Records for the task —
-=-=-

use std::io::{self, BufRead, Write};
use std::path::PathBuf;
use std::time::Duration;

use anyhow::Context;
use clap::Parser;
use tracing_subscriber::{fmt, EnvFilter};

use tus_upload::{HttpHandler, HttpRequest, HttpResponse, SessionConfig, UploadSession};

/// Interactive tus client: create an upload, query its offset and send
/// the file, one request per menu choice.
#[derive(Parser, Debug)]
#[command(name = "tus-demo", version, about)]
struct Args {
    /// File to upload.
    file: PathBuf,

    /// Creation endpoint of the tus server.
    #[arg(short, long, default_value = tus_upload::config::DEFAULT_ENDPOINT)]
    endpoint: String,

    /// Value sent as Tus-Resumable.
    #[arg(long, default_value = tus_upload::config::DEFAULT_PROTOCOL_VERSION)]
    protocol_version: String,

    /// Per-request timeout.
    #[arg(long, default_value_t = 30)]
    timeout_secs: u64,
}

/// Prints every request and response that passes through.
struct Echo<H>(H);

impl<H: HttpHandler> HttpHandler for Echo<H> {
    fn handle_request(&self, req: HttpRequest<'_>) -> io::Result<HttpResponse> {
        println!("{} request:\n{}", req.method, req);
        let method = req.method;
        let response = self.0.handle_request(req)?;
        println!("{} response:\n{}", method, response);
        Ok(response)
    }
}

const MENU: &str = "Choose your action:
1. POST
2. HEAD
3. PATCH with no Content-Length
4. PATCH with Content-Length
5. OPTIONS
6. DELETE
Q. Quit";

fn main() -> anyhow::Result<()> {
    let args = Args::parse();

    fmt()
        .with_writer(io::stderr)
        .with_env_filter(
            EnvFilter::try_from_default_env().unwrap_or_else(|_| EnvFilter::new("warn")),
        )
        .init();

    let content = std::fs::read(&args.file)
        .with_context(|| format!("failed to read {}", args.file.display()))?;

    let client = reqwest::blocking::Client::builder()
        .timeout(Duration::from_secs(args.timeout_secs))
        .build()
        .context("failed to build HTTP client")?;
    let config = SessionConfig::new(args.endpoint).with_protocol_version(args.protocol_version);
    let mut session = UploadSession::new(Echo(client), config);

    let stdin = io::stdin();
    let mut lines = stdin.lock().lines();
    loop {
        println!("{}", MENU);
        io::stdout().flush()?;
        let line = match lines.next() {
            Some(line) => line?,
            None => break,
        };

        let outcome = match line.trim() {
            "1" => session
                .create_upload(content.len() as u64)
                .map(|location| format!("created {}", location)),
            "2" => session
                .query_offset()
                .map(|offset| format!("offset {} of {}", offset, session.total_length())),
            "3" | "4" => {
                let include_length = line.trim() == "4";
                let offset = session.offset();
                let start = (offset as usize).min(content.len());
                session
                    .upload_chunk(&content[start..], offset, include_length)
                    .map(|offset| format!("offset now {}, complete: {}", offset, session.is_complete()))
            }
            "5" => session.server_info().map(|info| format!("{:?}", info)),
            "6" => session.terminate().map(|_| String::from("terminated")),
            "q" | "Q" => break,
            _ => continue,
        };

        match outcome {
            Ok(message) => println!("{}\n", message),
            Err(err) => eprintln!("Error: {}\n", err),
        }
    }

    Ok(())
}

-=-=-

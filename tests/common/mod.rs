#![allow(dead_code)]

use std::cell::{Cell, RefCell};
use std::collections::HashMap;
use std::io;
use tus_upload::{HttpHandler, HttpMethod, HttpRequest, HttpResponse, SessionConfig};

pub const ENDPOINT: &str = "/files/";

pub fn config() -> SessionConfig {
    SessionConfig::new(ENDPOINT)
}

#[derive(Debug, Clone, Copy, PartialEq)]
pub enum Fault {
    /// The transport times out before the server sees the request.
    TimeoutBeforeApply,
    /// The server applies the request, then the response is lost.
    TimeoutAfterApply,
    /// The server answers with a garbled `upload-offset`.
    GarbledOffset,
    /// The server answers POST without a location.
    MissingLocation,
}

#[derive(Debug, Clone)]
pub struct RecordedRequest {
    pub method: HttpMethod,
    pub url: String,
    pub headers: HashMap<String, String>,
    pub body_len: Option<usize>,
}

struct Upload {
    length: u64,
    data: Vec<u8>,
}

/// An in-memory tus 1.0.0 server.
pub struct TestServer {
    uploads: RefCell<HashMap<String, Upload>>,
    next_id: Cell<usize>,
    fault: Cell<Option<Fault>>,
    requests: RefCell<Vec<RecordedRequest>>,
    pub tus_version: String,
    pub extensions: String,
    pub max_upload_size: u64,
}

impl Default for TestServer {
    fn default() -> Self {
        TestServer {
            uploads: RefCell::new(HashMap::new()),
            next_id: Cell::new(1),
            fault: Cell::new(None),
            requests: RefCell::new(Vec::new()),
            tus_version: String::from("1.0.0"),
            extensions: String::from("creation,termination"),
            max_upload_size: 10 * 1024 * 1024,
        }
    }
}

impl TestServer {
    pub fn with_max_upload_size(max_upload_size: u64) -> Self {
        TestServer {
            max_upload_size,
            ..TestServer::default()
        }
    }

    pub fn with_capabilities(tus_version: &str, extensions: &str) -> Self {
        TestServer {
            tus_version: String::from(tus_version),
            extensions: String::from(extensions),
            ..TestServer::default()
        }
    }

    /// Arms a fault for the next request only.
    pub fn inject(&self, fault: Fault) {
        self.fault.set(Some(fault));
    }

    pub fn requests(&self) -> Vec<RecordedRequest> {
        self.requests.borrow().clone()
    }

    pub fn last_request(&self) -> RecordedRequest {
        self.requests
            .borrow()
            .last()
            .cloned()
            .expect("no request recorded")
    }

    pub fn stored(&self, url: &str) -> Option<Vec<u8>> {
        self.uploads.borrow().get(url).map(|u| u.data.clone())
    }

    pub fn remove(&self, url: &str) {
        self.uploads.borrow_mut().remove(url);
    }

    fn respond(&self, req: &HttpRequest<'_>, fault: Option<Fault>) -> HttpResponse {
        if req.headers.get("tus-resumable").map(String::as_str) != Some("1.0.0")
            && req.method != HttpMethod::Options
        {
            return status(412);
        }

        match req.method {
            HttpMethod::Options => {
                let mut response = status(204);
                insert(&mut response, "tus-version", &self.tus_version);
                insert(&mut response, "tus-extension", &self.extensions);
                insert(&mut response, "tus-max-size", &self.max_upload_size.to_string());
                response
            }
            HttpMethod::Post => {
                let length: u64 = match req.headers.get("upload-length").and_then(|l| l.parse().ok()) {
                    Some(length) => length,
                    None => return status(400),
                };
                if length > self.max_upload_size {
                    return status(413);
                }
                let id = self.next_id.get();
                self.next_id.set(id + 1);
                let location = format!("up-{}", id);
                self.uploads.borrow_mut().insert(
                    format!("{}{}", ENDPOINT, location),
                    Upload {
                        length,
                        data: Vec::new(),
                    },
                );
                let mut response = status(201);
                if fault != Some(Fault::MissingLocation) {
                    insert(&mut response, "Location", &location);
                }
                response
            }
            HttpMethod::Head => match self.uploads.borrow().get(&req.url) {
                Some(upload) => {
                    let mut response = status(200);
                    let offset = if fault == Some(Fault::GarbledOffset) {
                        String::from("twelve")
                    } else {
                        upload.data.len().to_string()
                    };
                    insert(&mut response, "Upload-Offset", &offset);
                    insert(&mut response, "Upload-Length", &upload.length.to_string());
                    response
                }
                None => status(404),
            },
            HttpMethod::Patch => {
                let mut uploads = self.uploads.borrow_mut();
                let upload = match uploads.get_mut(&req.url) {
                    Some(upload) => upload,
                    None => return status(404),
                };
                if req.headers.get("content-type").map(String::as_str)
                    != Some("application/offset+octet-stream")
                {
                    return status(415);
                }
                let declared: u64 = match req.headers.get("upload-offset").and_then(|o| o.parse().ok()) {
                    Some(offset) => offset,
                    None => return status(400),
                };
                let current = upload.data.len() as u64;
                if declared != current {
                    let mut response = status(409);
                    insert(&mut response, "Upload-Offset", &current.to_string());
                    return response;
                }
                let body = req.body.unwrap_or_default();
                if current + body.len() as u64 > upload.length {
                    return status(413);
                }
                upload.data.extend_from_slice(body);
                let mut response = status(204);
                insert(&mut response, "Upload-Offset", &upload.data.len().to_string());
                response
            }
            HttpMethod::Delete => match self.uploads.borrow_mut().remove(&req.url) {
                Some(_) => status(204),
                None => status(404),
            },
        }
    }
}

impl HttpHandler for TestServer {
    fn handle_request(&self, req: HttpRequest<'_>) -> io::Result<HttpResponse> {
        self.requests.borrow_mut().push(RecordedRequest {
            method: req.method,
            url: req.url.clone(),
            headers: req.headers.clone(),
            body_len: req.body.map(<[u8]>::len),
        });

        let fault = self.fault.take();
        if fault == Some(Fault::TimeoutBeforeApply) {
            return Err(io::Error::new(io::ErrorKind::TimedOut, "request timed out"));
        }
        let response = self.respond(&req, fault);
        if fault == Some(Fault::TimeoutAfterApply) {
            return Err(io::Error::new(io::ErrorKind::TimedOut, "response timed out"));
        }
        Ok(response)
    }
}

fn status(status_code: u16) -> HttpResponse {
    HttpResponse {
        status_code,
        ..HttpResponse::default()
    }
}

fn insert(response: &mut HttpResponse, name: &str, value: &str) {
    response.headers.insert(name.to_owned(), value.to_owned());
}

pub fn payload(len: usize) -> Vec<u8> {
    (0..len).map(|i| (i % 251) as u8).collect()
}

-=-=-

About this exercise — Would you give the number of lines above that hold "RecordedRequest"? Only the number is needed.

Expected output — 5